Another Kolyubakin woman married a man named Juvatchev and their son was later known as Daniil Kharms, a quite popular Russian writer.
Last edited by Moka-Ananas; 12-17-2011 at 04:12 AM.
My mother discovered about 30 years after her mother, my grandmother, died in the late 50s, that she had been married previously and had abandoned her son to marry my grandfather in 1910. I believe that they had met in a park. My mother never knew. It turns out that her cousins and possibly her sister, who was deceased when my mother found out, all knew. Why no one ever told my mother is strange, as her parents had moved to her home town for the last 20 years of their lives, and she became their resident caretaker. Apparently, she had at some point re-established a secret relationship with her son, who even came to her funeral, which was very small--why didn't we notice. Unfortunately, by the time my mother had discovered the existence of a half-brother, he was deceased. So she never met him, at least knowingly, perhaps he had seen her or met her but she didn't know. I believe discovering this story really messed up my mother's feelings for her mother.
Wow. What fascinating stories.
All I know about my father's family is that my grandfather was escaping the draft in Romania to come here, and that my last name was actually a distaff name that he took to avoid being caught on the way out. My father and his brother used this name, but the three sisters used the original family name, making my family tree confusing.
However, without going into detail, I know from my own life and that of my ex-spouses that there are skeletons in the closet in most families, often involving children whose parents are not really their parents, or coverup stories about how people died.
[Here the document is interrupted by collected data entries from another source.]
use crate::domain::a002_gallery_image::api;
use crate::shared::api_utils::LoadError;
use crate::shared::modal_viewer::{ImageCaptionRenderer, ModalViewer, ModalViewerOverlay, ViewerConfig};
use contracts::domain::a002_gallery_image::aggregate::GalleryImageDto;
use leptos::prelude::*;
use thaw::Spinner;
use wasm_bindgen_futures::spawn_local;

/// Галерея на главной странице
#[component]
pub fn GalleryPage() -> impl IntoView {
    let images = RwSignal::new(None::<Result<Vec<GalleryImageDto>, LoadError>>);

    spawn_local(async move {
        let result = api::list_gallery_images().await;
        if let Err(e) = &result {
            log::error!("Failed to load gallery: {}", e);
        }
        let _ = images.try_set(Some(result));
    });

    view! {
        <section class="gallery">
            <h1 class="section-title">"Галерея"</h1>
            {move || match images.get() {
                None => view! { <div class="page-spinner"><Spinner /></div> }.into_any(),
                Some(Err(_)) => view! {
                    <p class="page-error">"Не удалось загрузить галерею."</p>
                }
                .into_any(),
                Some(Ok(list)) => view! { <GalleryGrid images=list /> }.into_any(),
            }}
        </section>
    }
}

#[component]
fn GalleryGrid(images: Vec<GalleryImageDto>) -> impl IntoView {
    let items = images.iter().map(GalleryImageDto::to_display_item).collect::<Vec<_>>();
    let viewer = ModalViewer::new(ViewerConfig::new("modal"), items, ImageCaptionRenderer);

    let tiles = images
        .into_iter()
        .enumerate()
        .map(|(index, image)| {
            let viewer = viewer.clone();
            view! {
                <div class="gallery-item" on:click=move |_| viewer.open(index)>
                    <img src=image.image alt=image.alt_text loading="lazy" />
                </div>
            }
        })
        .collect_view();

    view! {
        <div class="gallery-grid">{tiles}</div>
        <ModalViewerOverlay viewer=viewer />
    }
}
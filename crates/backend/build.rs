use std::env;
use std::fs;
use std::path::Path;

/// Файлы из корня workspace, которые бэкенд ищет рядом с исполняемым файлом
const RUNTIME_FILES: [&str; 2] = ["config.toml", "catalog.toml"];

fn main() {
    for file in RUNTIME_FILES {
        println!("cargo:rerun-if-changed=../../{}", file);
    }

    // OUT_DIR is typically: target/debug/build/backend-xxx/out
    // We need to go to: target/debug or target/release
    let out_dir = env::var("OUT_DIR").unwrap();
    let profile = env::var("PROFILE").unwrap();
    let out_path = Path::new(&out_dir);
    let target_dir = out_path
        .ancestors()
        .find(|p| p.ends_with(&profile))
        .expect("Could not find target profile directory");

    let workspace_root = Path::new(env!("CARGO_MANIFEST_DIR"))
        .parent()
        .and_then(|p| p.parent())
        .expect("Could not find workspace root");

    for file in RUNTIME_FILES {
        let source = workspace_root.join(file);
        let dest = target_dir.join(file);

        if source.exists() {
            fs::copy(&source, &dest).unwrap_or_else(|e| panic!("Failed to copy {}: {}", file, e));
        } else {
            println!("cargo:warning={} not found at {:?}", file, source);
        }
    }
}
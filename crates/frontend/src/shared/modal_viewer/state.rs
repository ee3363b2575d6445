//! Состояние модального просмотрщика, не зависящее от DOM.
//!
//! Все переходы синхронные. Отложенные завершения (появление, скрытие,
//! загрузка) несут [`TransitionTicket`] того действия, которое их запланировало;
//! завершение с устаревшим билетом игнорируется. Поэтому запоздавший таймер
//! закрытия не может спрятать окно, открытое после него.

/// Фаза жизненного цикла оверлея
#[derive(Debug, Clone, Copy, PartialEq, Eq)]
pub enum ViewerPhase {
    Closed,
    /// Оверлей показан, анимация появления ещё не запущена
    Opening,
    Open,
    /// Подсостояние `Opening`/`Open`: ждём данные элемента.
    /// Не хранится, только возвращается из [`ViewerState::phase`].
    Loading,
    /// Анимация скрытия; оверлей ещё в DOM
    Closing,
}

#[derive(Debug, Clone, Copy, PartialEq, Eq)]
pub enum Direction {
    Forward,
    Backward,
}

impl Direction {
    fn delta(self) -> isize {
        match self {
            Direction::Forward => 1,
            Direction::Backward => -1,
        }
    }
}

/// Откуда пришёл запрос на закрытие
#[derive(Debug, Clone, Copy, PartialEq, Eq)]
pub enum DismissSource {
    CloseButton,
    Backdrop,
    EscapeKey,
}

/// Команда, в которую превращается нажатие клавиши
#[derive(Debug, Clone, Copy, PartialEq, Eq)]
pub enum ViewerCommand {
    Navigate(Direction),
    Close,
}

#[derive(Debug, Clone, Copy, PartialEq, Eq)]
pub struct TransitionTicket(u64);

#[derive(Debug, Clone, PartialEq, Eq)]
pub struct ViewerState {
    phase: ViewerPhase,
    current_index: usize,
    count: usize,
    is_loading: bool,
    generation: u64,
}

impl ViewerState {
    /// `count` - размер коллекции, он не меняется за время жизни страницы
    pub fn new(count: usize) -> Self {
        Self {
            phase: ViewerPhase::Closed,
            current_index: 0,
            count,
            is_loading: false,
            generation: 0,
        }
    }

    pub fn current_index(&self) -> usize {
        self.current_index
    }

    pub fn is_loading(&self) -> bool {
        self.is_loading
    }

    pub fn phase(&self) -> ViewerPhase {
        match self.phase {
            ViewerPhase::Opening | ViewerPhase::Open if self.is_loading => ViewerPhase::Loading,
            phase => phase,
        }
    }

    /// Принимает ли просмотрщик ввод (навигация, Escape)
    pub fn is_open(&self) -> bool {
        matches!(self.phase, ViewerPhase::Opening | ViewerPhase::Open)
    }

    /// Оверлей присутствует на экране (в том числе во время скрытия)
    pub fn is_visible(&self) -> bool {
        self.phase != ViewerPhase::Closed
    }

    /// Для CSS-класса `show`, который запускает анимацию
    pub fn is_shown(&self) -> bool {
        self.phase == ViewerPhase::Open
    }

    pub fn current_ticket(&self) -> TransitionTicket {
        TransitionTicket(self.generation)
    }

    fn next_ticket(&mut self) -> TransitionTicket {
        self.generation += 1;
        TransitionTicket(self.generation)
    }

    /// Открывает элемент `index`. Пустая коллекция или индекс вне диапазона - no-op.
    ///
    /// Если окно уже открыто, фаза сохраняется: меняется только элемент и билет,
    /// класс `show` при переключении не снимается.
    pub fn open(&mut self, index: usize) -> Option<TransitionTicket> {
        if index >= self.count {
            return None;
        }
        self.current_index = index;
        if !self.is_open() {
            self.phase = ViewerPhase::Opening;
        }
        self.is_loading = false;
        Some(self.next_ticket())
    }

    /// Начинает скрытие. Повторный вызов во время скрытия или после - no-op.
    pub fn close(&mut self) -> Option<TransitionTicket> {
        if !self.is_open() {
            return None;
        }
        self.phase = ViewerPhase::Closing;
        self.is_loading = false;
        Some(self.next_ticket())
    }

    /// Индекс, на который перейдёт `navigate`, с заворотом по краям
    pub fn target_index(&self, direction: Direction) -> Option<usize> {
        if !self.is_open() || self.count == 0 {
            return None;
        }
        let count = self.count as isize;
        let next = (self.current_index as isize + direction.delta()).rem_euclid(count);
        Some(next as usize)
    }

    pub fn navigate(&mut self, direction: Direction) -> Option<TransitionTicket> {
        let index = self.target_index(direction)?;
        self.open(index)
    }

    /// Завершает анимацию: `Opening -> Open`, `Closing -> Closed`.
    /// Возвращает `false`, если билет устарел или переходить некуда.
    pub fn finish_transition(&mut self, ticket: TransitionTicket) -> bool {
        if ticket != self.current_ticket() {
            return false;
        }
        self.phase = match self.phase {
            ViewerPhase::Opening => ViewerPhase::Open,
            ViewerPhase::Closing => ViewerPhase::Closed,
            _ => return false,
        };
        true
    }

    pub fn begin_load(&mut self, ticket: TransitionTicket) -> bool {
        if ticket != self.current_ticket() || !self.is_open() {
            return false;
        }
        self.is_loading = true;
        true
    }

    /// `true`, если результат загрузки относится к текущему открытию и его надо показать
    pub fn finish_load(&mut self, ticket: TransitionTicket) -> bool {
        if ticket != self.current_ticket() || !self.is_loading {
            return false;
        }
        self.is_loading = false;
        true
    }

    pub fn key_command(&self, key: &str) -> Option<ViewerCommand> {
        if !self.is_open() {
            return None;
        }
        match key {
            "ArrowLeft" => Some(ViewerCommand::Navigate(Direction::Backward)),
            "ArrowRight" => Some(ViewerCommand::Navigate(Direction::Forward)),
            "Escape" => Some(ViewerCommand::Close),
            _ => None,
        }
    }
}

#[cfg(test)]
mod tests {
    use super::*;

    fn opened(count: usize, index: usize) -> ViewerState {
        let mut state = ViewerState::new(count);
        let ticket = state.open(index).unwrap();
        assert!(state.finish_transition(ticket));
        state
    }

    #[test]
    fn test_forward_cycle_returns_to_start() {
        for count in 1..=6 {
            for start in 0..count {
                let mut state = opened(count, start);
                for _ in 0..count {
                    state.navigate(Direction::Forward).unwrap();
                }
                assert_eq!(state.current_index(), start, "count={count} start={start}");
            }
        }
    }

    #[test]
    fn test_navigation_wraps_at_both_ends() {
        let mut state = opened(4, 0);
        state.navigate(Direction::Backward);
        assert_eq!(state.current_index(), 3);

        state.navigate(Direction::Forward);
        assert_eq!(state.current_index(), 0);

        let state = opened(1, 0);
        assert_eq!(state.target_index(Direction::Forward), Some(0));
        assert_eq!(state.target_index(Direction::Backward), Some(0));
    }

    #[test]
    fn test_open_on_empty_collection_is_noop() {
        let mut state = ViewerState::new(0);
        assert!(state.open(0).is_none());
        assert_eq!(state.phase(), ViewerPhase::Closed);
        assert!(state.navigate(Direction::Forward).is_none());
    }

    #[test]
    fn test_open_out_of_range_is_noop() {
        let mut state = ViewerState::new(3);
        assert!(state.open(3).is_none());
        assert_eq!(state.phase(), ViewerPhase::Closed);
    }

    #[test]
    fn test_close_is_idempotent() {
        let mut state = opened(3, 1);
        let ticket = state.close().unwrap();
        let after_first = state.clone();

        assert!(state.close().is_none());
        assert_eq!(state, after_first);

        assert!(state.finish_transition(ticket));
        assert_eq!(state.phase(), ViewerPhase::Closed);
        assert!(state.close().is_none());
        assert!(!state.is_visible());
    }

    #[test]
    fn test_phase_lifecycle() {
        let mut state = ViewerState::new(2);
        let ticket = state.open(1).unwrap();
        assert_eq!(state.phase(), ViewerPhase::Opening);
        assert!(state.is_visible());
        assert!(!state.is_shown());

        state.finish_transition(ticket);
        assert_eq!(state.phase(), ViewerPhase::Open);
        assert!(state.is_shown());

        let ticket = state.close().unwrap();
        assert_eq!(state.phase(), ViewerPhase::Closing);
        assert!(state.is_visible());
        assert!(!state.is_open());

        state.finish_transition(ticket);
        assert_eq!(state.phase(), ViewerPhase::Closed);
    }

    #[test]
    fn test_stale_close_does_not_hide_reopened_viewer() {
        let mut state = opened(3, 0);
        let close_ticket = state.close().unwrap();
        let open_ticket = state.open(2).unwrap();

        // таймер закрытия сработал уже после повторного открытия
        assert!(!state.finish_transition(close_ticket));
        assert_eq!(state.phase(), ViewerPhase::Opening);

        assert!(state.finish_transition(open_ticket));
        assert_eq!(state.phase(), ViewerPhase::Open);
        assert_eq!(state.current_index(), 2);
    }

    #[test]
    fn test_keys_ignored_while_closed() {
        let state = ViewerState::new(3);
        assert_eq!(state.key_command("Escape"), None);
        assert_eq!(state.key_command("ArrowLeft"), None);

        let mut closing = opened(3, 0);
        closing.close();
        assert_eq!(closing.key_command("Escape"), None);
    }

    #[test]
    fn test_key_mapping_while_open() {
        let state = opened(3, 0);
        assert_eq!(
            state.key_command("ArrowLeft"),
            Some(ViewerCommand::Navigate(Direction::Backward))
        );
        assert_eq!(
            state.key_command("ArrowRight"),
            Some(ViewerCommand::Navigate(Direction::Forward))
        );
        assert_eq!(state.key_command("Escape"), Some(ViewerCommand::Close));
        assert_eq!(state.key_command("Enter"), None);
    }

    #[test]
    fn test_captions_scenario() {
        let captions = ["A", "B", "C"];
        let mut state = ViewerState::new(captions.len());

        state.open(0);
        assert_eq!(captions[state.current_index()], "A");

        state.navigate(Direction::Forward);
        assert_eq!(captions[state.current_index()], "B");

        state.navigate(Direction::Backward);
        assert_eq!(captions[state.current_index()], "A");

        state.navigate(Direction::Backward);
        assert_eq!(captions[state.current_index()], "C");
    }

    #[test]
    fn test_loading_substate() {
        let mut state = ViewerState::new(2);
        let ticket = state.open(0).unwrap();
        assert!(state.begin_load(ticket));
        assert_eq!(state.phase(), ViewerPhase::Loading);

        state.finish_transition(ticket);
        assert_eq!(state.phase(), ViewerPhase::Loading);
        assert!(state.is_shown());

        assert!(state.finish_load(ticket));
        assert_eq!(state.phase(), ViewerPhase::Open);
        assert!(!state.is_loading());
    }

    #[test]
    fn test_navigation_keeps_overlay_shown() {
        let mut state = opened(3, 0);

        let ticket = state.navigate(Direction::Forward).unwrap();
        assert_eq!(state.phase(), ViewerPhase::Open);
        assert!(state.is_shown());
        assert_eq!(state.current_index(), 1);

        // таймер появления от навигации ничего не меняет
        assert!(!state.finish_transition(ticket));
        assert!(state.is_shown());

        let ticket = state.navigate(Direction::Backward).unwrap();
        assert!(state.begin_load(ticket));
        assert!(state.is_shown());
        assert!(state.finish_load(ticket));
        assert_eq!(state.phase(), ViewerPhase::Open);
    }

    #[test]
    fn test_navigation_during_opening_still_reveals() {
        let mut state = ViewerState::new(3);
        let first = state.open(0).unwrap();
        let second = state.navigate(Direction::Forward).unwrap();
        assert_eq!(state.phase(), ViewerPhase::Opening);

        assert!(!state.finish_transition(first));
        assert!(state.finish_transition(second));
        assert!(state.is_shown());
    }

    #[test]
    fn test_failed_load_keeps_viewer_open() {
        let mut state = ViewerState::new(2);
        let ticket = state.open(1).unwrap();
        assert!(state.begin_load(ticket));
        state.finish_transition(ticket);

        // результат загрузки (в том числе ошибка) принимается, окно не закрывается
        assert!(state.finish_load(ticket));
        assert!(state.is_open());
        assert!(state.is_shown());
        assert!(!state.is_loading());
        assert_eq!(state.phase(), ViewerPhase::Open);
        assert_eq!(state.current_index(), 1);
    }

    #[test]
    fn test_superseded_load_is_discarded() {
        let mut state = ViewerState::new(3);
        let first = state.open(0).unwrap();
        state.begin_load(first);

        let second = state.navigate(Direction::Forward).unwrap();
        state.begin_load(second);

        assert!(!state.finish_load(first));
        assert!(state.is_loading());
        assert!(state.finish_load(second));
    }

    #[test]
    fn test_load_result_after_close_is_discarded() {
        let mut state = ViewerState::new(1);
        let ticket = state.open(0).unwrap();
        state.begin_load(ticket);
        state.close();

        assert!(!state.is_loading());
        assert!(!state.finish_load(ticket));
    }
}
pub mod details;
pub mod list;

pub use list::ProductsPage;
For any of you who watched the old Dick Van Dyke show, Morey Amsterdam was my second cousin.![]()
"Youth and vigor is no match for age and deceit." -- Prancer
At the start of the Vietnam War, my mom left the North and traveled South with her family. My grandmother left the youngest daughter with aunts because she was still a baby and would not be able to survive the trek (my mom is second youngest amongst a ton of children, but was old enough to handle to distance traveled). Due to the war, no one knew where the aunts and my mom's youngest sister were. My mom (and most of the family) immigrated to NA in the mid 70's. They did not find out where their sister was until the early 90's. In the interim, my aunt suffered extreme poverty and hunger but somehow survived. My Grandmother would send money but never got to see her. I loved my (dearly departed) grandmother but always found her sad.
My Grandfather had concubines and fathered children with multiple women. He left Vietnam before any of his wives did (some never left; my own grandmother left immigrated to NA years later). One of my uncles somehow found the children of those concubines. Most of my donation money goes to my "cousins"' education (two of them are trying to be nurses).